AVAILABLE DATA
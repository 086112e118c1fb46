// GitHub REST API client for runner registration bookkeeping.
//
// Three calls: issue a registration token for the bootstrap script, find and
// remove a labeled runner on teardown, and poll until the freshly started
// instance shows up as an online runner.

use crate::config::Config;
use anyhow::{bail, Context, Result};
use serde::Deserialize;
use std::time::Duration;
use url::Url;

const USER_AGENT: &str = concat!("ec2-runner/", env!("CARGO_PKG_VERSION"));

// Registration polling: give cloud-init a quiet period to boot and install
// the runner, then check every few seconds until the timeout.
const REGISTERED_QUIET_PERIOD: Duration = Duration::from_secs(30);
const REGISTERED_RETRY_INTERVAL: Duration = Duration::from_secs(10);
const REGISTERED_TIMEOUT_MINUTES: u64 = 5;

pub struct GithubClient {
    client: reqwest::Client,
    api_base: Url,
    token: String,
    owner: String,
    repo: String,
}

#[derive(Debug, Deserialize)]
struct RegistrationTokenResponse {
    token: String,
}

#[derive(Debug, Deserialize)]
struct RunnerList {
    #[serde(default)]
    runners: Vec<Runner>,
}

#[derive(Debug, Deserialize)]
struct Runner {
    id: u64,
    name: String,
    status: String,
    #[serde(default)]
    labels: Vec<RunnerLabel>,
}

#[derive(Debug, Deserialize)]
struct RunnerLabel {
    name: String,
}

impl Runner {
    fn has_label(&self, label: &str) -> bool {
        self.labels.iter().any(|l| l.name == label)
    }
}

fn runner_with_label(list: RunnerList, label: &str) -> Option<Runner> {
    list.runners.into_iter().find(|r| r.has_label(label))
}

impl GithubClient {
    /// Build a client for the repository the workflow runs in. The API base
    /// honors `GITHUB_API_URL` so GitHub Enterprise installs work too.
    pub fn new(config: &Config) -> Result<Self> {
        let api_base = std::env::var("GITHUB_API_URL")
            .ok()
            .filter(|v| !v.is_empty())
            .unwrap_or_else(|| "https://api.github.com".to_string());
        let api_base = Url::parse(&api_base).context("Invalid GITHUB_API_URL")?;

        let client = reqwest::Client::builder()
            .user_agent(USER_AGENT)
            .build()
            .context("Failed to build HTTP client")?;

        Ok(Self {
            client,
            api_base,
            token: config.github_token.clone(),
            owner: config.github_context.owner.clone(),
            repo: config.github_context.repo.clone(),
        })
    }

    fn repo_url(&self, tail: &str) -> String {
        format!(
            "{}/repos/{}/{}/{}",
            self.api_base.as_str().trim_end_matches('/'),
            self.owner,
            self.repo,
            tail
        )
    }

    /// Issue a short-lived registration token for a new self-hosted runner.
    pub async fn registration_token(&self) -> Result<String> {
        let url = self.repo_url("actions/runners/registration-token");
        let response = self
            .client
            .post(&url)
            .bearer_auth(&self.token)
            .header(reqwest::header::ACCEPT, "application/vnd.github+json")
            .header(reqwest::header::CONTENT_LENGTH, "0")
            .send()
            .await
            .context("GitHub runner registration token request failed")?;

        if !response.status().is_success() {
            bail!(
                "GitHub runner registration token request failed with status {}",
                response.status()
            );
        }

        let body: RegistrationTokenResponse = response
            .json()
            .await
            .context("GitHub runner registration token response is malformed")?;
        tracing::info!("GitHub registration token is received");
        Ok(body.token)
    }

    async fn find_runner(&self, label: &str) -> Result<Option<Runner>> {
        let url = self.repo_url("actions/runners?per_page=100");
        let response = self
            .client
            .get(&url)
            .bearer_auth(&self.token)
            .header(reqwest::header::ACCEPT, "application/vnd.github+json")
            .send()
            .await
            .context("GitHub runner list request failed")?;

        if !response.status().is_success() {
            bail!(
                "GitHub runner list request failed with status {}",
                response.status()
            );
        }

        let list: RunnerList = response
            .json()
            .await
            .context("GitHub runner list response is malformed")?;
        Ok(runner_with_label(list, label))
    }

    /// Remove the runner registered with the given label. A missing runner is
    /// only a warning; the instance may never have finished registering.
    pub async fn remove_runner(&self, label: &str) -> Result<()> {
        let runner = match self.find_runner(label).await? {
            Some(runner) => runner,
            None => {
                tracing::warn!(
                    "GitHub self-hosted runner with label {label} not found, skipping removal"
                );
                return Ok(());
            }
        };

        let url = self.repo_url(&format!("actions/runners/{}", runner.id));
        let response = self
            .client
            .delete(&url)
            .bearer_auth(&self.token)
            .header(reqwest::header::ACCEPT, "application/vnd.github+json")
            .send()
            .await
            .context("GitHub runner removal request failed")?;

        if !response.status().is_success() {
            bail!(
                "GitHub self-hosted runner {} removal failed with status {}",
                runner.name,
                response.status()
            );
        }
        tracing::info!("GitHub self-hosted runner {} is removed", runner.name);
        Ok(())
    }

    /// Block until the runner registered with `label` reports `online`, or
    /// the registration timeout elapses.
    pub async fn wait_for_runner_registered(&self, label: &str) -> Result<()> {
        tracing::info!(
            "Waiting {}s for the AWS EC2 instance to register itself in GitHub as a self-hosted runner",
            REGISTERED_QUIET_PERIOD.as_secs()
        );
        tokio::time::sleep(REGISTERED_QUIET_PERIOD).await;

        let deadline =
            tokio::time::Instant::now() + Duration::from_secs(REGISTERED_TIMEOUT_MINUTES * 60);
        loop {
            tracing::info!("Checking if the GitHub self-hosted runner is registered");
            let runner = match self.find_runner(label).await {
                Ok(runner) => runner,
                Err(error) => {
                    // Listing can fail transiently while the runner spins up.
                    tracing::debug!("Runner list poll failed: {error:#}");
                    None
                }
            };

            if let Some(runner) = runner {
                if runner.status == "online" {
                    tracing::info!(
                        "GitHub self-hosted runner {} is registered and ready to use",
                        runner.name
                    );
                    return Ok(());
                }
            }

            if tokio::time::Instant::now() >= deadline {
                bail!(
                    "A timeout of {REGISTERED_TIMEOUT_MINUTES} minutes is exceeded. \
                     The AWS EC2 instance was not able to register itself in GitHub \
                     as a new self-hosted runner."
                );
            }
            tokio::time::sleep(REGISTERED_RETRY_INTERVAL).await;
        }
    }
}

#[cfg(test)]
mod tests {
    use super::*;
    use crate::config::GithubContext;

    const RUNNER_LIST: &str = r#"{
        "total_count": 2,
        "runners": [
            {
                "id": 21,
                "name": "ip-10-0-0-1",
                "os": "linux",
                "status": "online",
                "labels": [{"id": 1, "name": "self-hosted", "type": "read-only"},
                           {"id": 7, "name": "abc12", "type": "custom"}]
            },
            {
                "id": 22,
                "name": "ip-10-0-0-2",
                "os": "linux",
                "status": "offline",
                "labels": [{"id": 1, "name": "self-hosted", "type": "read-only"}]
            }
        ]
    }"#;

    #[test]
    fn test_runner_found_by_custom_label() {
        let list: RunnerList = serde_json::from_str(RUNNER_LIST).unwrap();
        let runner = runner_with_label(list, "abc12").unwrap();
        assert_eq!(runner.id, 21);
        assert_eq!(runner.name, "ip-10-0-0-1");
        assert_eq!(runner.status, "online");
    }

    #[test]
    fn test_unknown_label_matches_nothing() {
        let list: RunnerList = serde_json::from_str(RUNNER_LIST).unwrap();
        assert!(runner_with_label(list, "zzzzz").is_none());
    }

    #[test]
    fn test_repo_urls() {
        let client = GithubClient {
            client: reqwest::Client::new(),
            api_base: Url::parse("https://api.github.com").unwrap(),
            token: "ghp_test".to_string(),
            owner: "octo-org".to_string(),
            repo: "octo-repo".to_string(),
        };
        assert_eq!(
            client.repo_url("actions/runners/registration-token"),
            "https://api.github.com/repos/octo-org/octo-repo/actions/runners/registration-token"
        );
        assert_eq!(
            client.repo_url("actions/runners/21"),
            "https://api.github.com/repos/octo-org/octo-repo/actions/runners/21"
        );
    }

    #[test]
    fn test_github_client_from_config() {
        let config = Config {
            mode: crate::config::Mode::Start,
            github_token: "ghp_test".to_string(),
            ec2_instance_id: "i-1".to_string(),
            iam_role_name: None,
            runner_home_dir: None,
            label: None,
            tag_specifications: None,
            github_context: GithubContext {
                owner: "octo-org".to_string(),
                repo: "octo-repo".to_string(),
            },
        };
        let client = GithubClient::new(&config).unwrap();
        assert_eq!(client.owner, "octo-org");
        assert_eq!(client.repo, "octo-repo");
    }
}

EXERCISE AIM
Only a number is wanted here: how many lines of the records above contain "repository".

ANSWER TO THIS PROBLEM
2